The Plaintiffs argue, however, at least implicitly, that the Court does not have discretion
to deny the stay they seek on this basis because this Court “does not have jurisdiction to decide
certain ecclesiastical issues,” Plaintiffs’ Reply at 1, and lack of subject matter jurisdiction may
be raised at any time in a case. There is no question that the Court has subject matter jurisdiction
over this case, however, because “[j]urisdiction is determined by what the plaintiff claims rather
than by what may come into the litigation by way of defense.” Schleicher v. Salvation Army, 518
F.3d 472, 778 (7th Cir. 2008) (holding it was appropriate for court to dismiss case to avoid
entanglement in an ecclesiastical controversy, but error to do so on jurisdictional grounds).
That said, however, it is true that “‘the First Amendment severely circumscribes the role
that civil courts may play in resolving church property disputes.’” Serbian Eastern Orthodox
Diocese for U. S. of America and Canada v. Milivojevich, 426 U.S. 696, 709 (1976) (quoting
Presbyterian Church v.
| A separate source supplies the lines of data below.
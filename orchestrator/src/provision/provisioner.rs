//! Ensure-create operations over a [`ControlPlane`]

use std::sync::Arc;

use control_plane_client::{
    ComputeInstance, InstanceSpec, InterfaceSpec, NetworkInterface, NetworkSpec, PowerState,
    PublicAddress, PublicAddressSpec, ResourceGroup, ResourceGroupSpec, SecurityGroup,
    SecurityGroupSpec, VirtualNetwork,
};
use tracing::{info, warn};

use crate::context::DeploymentContext;
use crate::errors::OrchestratorError;
use crate::provision::{default_security_rules, ControlPlane};
use crate::readiness::{wait_until_ready, Probe, ReadinessOptions};

/// Idempotent provisioning of every resource a deployment target needs.
///
/// Each `ensure_*` looks the resource up first and adopts it when present;
/// only a missing resource is created. Discovered identifiers are written
/// back into the [`DeploymentContext`] for the steps that follow.
#[derive(Clone)]
pub struct Provisioner {
    backend: Arc<dyn ControlPlane>,
}

impl Provisioner {
    pub fn new(backend: Arc<dyn ControlPlane>) -> Self {
        Self { backend }
    }

    pub fn backend_name(&self) -> &'static str {
        self.backend.backend_name()
    }

    /// Ensure the resource group exists. An existing group's location wins
    /// over the requested one.
    pub async fn ensure_resource_group(
        &self,
        ctx: &mut DeploymentContext,
    ) -> Result<ResourceGroup, OrchestratorError> {
        let group = match self.backend.get_resource_group(&ctx.resource_group).await? {
            Some(existing) => {
                if existing.location != ctx.location {
                    warn!(
                        "Resource group {} already exists in {}, using it instead of {}",
                        existing.name, existing.location, ctx.location
                    );
                }
                info!("Adopting resource group {}", existing.name);
                existing
            }
            None => {
                info!("Creating resource group {} in {}", ctx.resource_group, ctx.location);
                self.backend
                    .create_resource_group(&ResourceGroupSpec {
                        name: ctx.resource_group.clone(),
                        location: ctx.location.clone(),
                    })
                    .await?
            }
        };
        ctx.location = group.location.clone();
        Ok(group)
    }

    /// Ensure the virtual network and its subnet exist
    pub async fn ensure_network(
        &self,
        ctx: &mut DeploymentContext,
    ) -> Result<VirtualNetwork, OrchestratorError> {
        let network = match self
            .backend
            .get_network(&ctx.resource_group, &ctx.network_name)
            .await?
        {
            Some(existing) => {
                info!("Adopting network {} ({})", existing.name, existing.address_space);
                existing
            }
            None => {
                info!("Creating network {} ({})", ctx.network_name, ctx.address_space);
                self.backend
                    .create_network(&NetworkSpec {
                        resource_group: ctx.resource_group.clone(),
                        name: ctx.network_name.clone(),
                        location: ctx.location.clone(),
                        address_space: ctx.address_space.to_string(),
                        subnet_name: ctx.subnet_name.clone(),
                        subnet_prefix: ctx.subnet_prefix.to_string(),
                    })
                    .await?
            }
        };
        if network.subnet_id.is_empty() {
            return Err(OrchestratorError::Provision(format!(
                "network {} has no subnet",
                network.name
            )));
        }
        ctx.subnet_id = Some(network.subnet_id.clone());
        Ok(network)
    }

    /// Ensure the security group exists with the inbound rules the stack needs
    pub async fn ensure_security_group(
        &self,
        ctx: &mut DeploymentContext,
    ) -> Result<SecurityGroup, OrchestratorError> {
        let group = match self
            .backend
            .get_security_group(&ctx.resource_group, &ctx.security_group_name)
            .await?
        {
            Some(existing) => {
                info!(
                    "Adopting security group {} ({} rules)",
                    existing.name,
                    existing.rules.len()
                );
                existing
            }
            None => {
                info!("Creating security group {}", ctx.security_group_name);
                self.backend
                    .create_security_group(&SecurityGroupSpec {
                        resource_group: ctx.resource_group.clone(),
                        name: ctx.security_group_name.clone(),
                        location: ctx.location.clone(),
                        rules: default_security_rules(),
                    })
                    .await?
            }
        };
        ctx.security_group_id = Some(group.id.clone());
        Ok(group)
    }

    /// Ensure the public address exists; records the address when already assigned
    pub async fn ensure_public_address(
        &self,
        ctx: &mut DeploymentContext,
        scope: &str,
    ) -> Result<PublicAddress, OrchestratorError> {
        let address = match self
            .backend
            .get_public_address(&ctx.resource_group, &ctx.public_address_name)
            .await?
        {
            Some(existing) => {
                info!("Adopting public address {}", existing.name);
                existing
            }
            None => {
                info!("Creating public address {}", ctx.public_address_name);
                self.backend
                    .create_public_address(&PublicAddressSpec {
                        resource_group: ctx.resource_group.clone(),
                        name: ctx.public_address_name.clone(),
                        location: ctx.location.clone(),
                        dns_label: Some(ctx.dns_label(scope)),
                    })
                    .await?
            }
        };
        ctx.public_address_id = Some(address.id.clone());
        if let Some(ip) = address.ip_address.as_deref().filter(|ip| !ip.is_empty()) {
            ctx.set_public_address(ip)?;
        }
        Ok(address)
    }

    /// Ensure the network interface exists. Needs the subnet, security group
    /// and public address to be known.
    pub async fn ensure_interface(
        &self,
        ctx: &mut DeploymentContext,
    ) -> Result<NetworkInterface, OrchestratorError> {
        if let Some(existing) = self
            .backend
            .get_interface(&ctx.resource_group, &ctx.interface_name)
            .await?
        {
            info!("Adopting network interface {}", existing.name);
            ctx.interface_id = Some(existing.id.clone());
            return Ok(existing);
        }

        let spec = InterfaceSpec {
            resource_group: ctx.resource_group.clone(),
            name: ctx.interface_name.clone(),
            location: ctx.location.clone(),
            subnet_id: required(&ctx.subnet_id, "subnet id")?,
            security_group_id: required(&ctx.security_group_id, "security group id")?,
            public_address_id: required(&ctx.public_address_id, "public address id")?,
        };
        info!("Creating network interface {}", spec.name);
        let interface = self.backend.create_interface(&spec).await?;
        ctx.interface_id = Some(interface.id.clone());
        Ok(interface)
    }

    /// Ensure the compute instance exists
    pub async fn ensure_instance(
        &self,
        ctx: &mut DeploymentContext,
    ) -> Result<ComputeInstance, OrchestratorError> {
        if let Some(existing) = self
            .backend
            .get_instance(&ctx.resource_group, &ctx.instance_name)
            .await?
        {
            info!(
                "Adopting instance {} ({})",
                existing.name,
                existing.provisioning_state.as_deref().unwrap_or("unknown")
            );
            ctx.instance_id = Some(existing.id.clone());
            return Ok(existing);
        }

        let ssh_public_key = ctx.ssh_public_key.clone().ok_or_else(|| {
            OrchestratorError::MissingContext("SSH public key for the admin user".to_string())
        })?;
        let spec = InstanceSpec {
            resource_group: ctx.resource_group.clone(),
            name: ctx.instance_name.clone(),
            location: ctx.location.clone(),
            size: ctx.instance_size.clone(),
            image: ctx.image.clone(),
            admin_username: ctx.admin_username.clone(),
            ssh_public_key,
            interface_id: required(&ctx.interface_id, "network interface id")?,
            os_disk_gb: 64,
        };
        info!("Creating instance {} ({})", spec.name, spec.size);
        let instance = self.backend.create_instance(&spec).await?;
        ctx.instance_id = Some(instance.id.clone());
        Ok(instance)
    }

    /// Observe the instance power state once
    pub async fn probe_power_state(&self, resource_group: &str, name: &str) -> Probe {
        match self.backend.get_power_state(resource_group, name).await {
            Ok(PowerState::Running) => Probe::Ready,
            Ok(PowerState::Deallocated) => {
                Probe::Failed(format!("instance {} is deallocated", name))
            }
            Ok(state) => Probe::NotReady(format!("instance {} is {}", name, state)),
            Err(e) if e.is_transient() => Probe::NotReady(e.to_string()),
            Err(e) => Probe::Failed(e.to_string()),
        }
    }

    /// Wait for the instance to reach the running power state
    pub async fn wait_until_running(
        &self,
        ctx: &DeploymentContext,
        options: &ReadinessOptions,
    ) -> Result<(), OrchestratorError> {
        let (group, name) = (ctx.resource_group.as_str(), ctx.instance_name.as_str());
        wait_until_ready(options, || self.probe_power_state(group, name))
            .await
            .into_result(&format!("instance {}", name))
    }

    /// Re-read the public address, which some platforms assign only once the
    /// attached instance is running
    pub async fn refresh_public_address(
        &self,
        ctx: &mut DeploymentContext,
    ) -> Result<(), OrchestratorError> {
        if ctx.has_public_address() {
            return Ok(());
        }
        let address = self
            .backend
            .get_public_address(&ctx.resource_group, &ctx.public_address_name)
            .await?
            .and_then(|a| a.ip_address)
            .filter(|ip| !ip.is_empty())
            .ok_or_else(|| {
                OrchestratorError::MissingContext(format!(
                    "no address assigned to {} yet",
                    ctx.public_address_name
                ))
            })?;
        ctx.set_public_address(&address)?;
        info!("Public address of {} is {}", ctx.instance_name, address);
        Ok(())
    }

    /// Delete the resource group and everything in it
    pub async fn destroy(&self, ctx: &DeploymentContext) -> Result<(), OrchestratorError> {
        warn!("Deleting resource group {}", ctx.resource_group);
        self.backend.delete_resource_group(&ctx.resource_group).await
    }
}

fn required(value: &Option<String>, what: &str) -> Result<String, OrchestratorError> {
    value
        .clone()
        .ok_or_else(|| OrchestratorError::MissingContext(format!("{} is not known yet", what)))
}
Hull Church, 393 U.S. 440, 449 (1969)). Therefore “whenever the
questions of discipline, or of faith, or ecclesiastical rule, custom, or law have been decided by
the highest of these church judicatories to which the matter has been carried, the legal tribunals
must accept such decisions as final, and as binding on them, in their application to the case
before them.” Id. at 711 (citation omitted).
The Plaintiffs urge the Court to find that this is such a case–that the issue of the
ownership of the Items is an “important ecclesiastical issue” with which this Court may not
interfere. Rather, the Plaintiffs argue, the Court must wait for, and then abide by, the
Congregation’s2 decision on the issue. The ecclesiastical issues identified by the Plaintiffs all
relate to whether the person from whom the Defendant alleges she inherited some or all of the
Items, Sister Neuzil (referred to by the Plaintiffs as Sister Ephrem), herself owned the Items at
the time of her death, or whether those Items belonged to the Church because Sister Neuzil
acquired them while subject to a vow of poverty.3 Specifically, the Plaintiffs identify the
following issue as both ecclesiastical and relevant to this case:
The nature, meaning, and extent of the vows taken by Sister Ephrem;
The effect of Sister Ephrem’s vows on her ability to own property, including the
The interpretation of the statutes of different religious orders, including the
statutes of the Congregation of the Sisters of the Precious Blood and the statutes
of the Contemplative Sisters of the Precious Blood;
Sister Ephrem’s ability to take property created during her religious life when she
left the Congregation of the Sisters of the Precious Blood;
The effect on ownership of the Devotional Items caused by Archbishop Leibold’s
support of the Devotion, approval of the Devotional Items, and payment for
The Court is assuming, without deciding, that the Plaintiffs are correct in their assertion
that the Congregation has the authority within the Church to issue the type of declaration they
seek regarding the Items.
The Court continues to believe that the Plaintiffs overstate the importance of whether the
Defendant owns the Items. “It has long been a principle of common law that one in possession
of property has the right to keep it against all but those with a better title.” Government of Virgin
Islands v. Edwards, 903 F.2d 267, 273 (3rd Cir. 1990) (citing Anderson v. Gouldberg, 51 Minn.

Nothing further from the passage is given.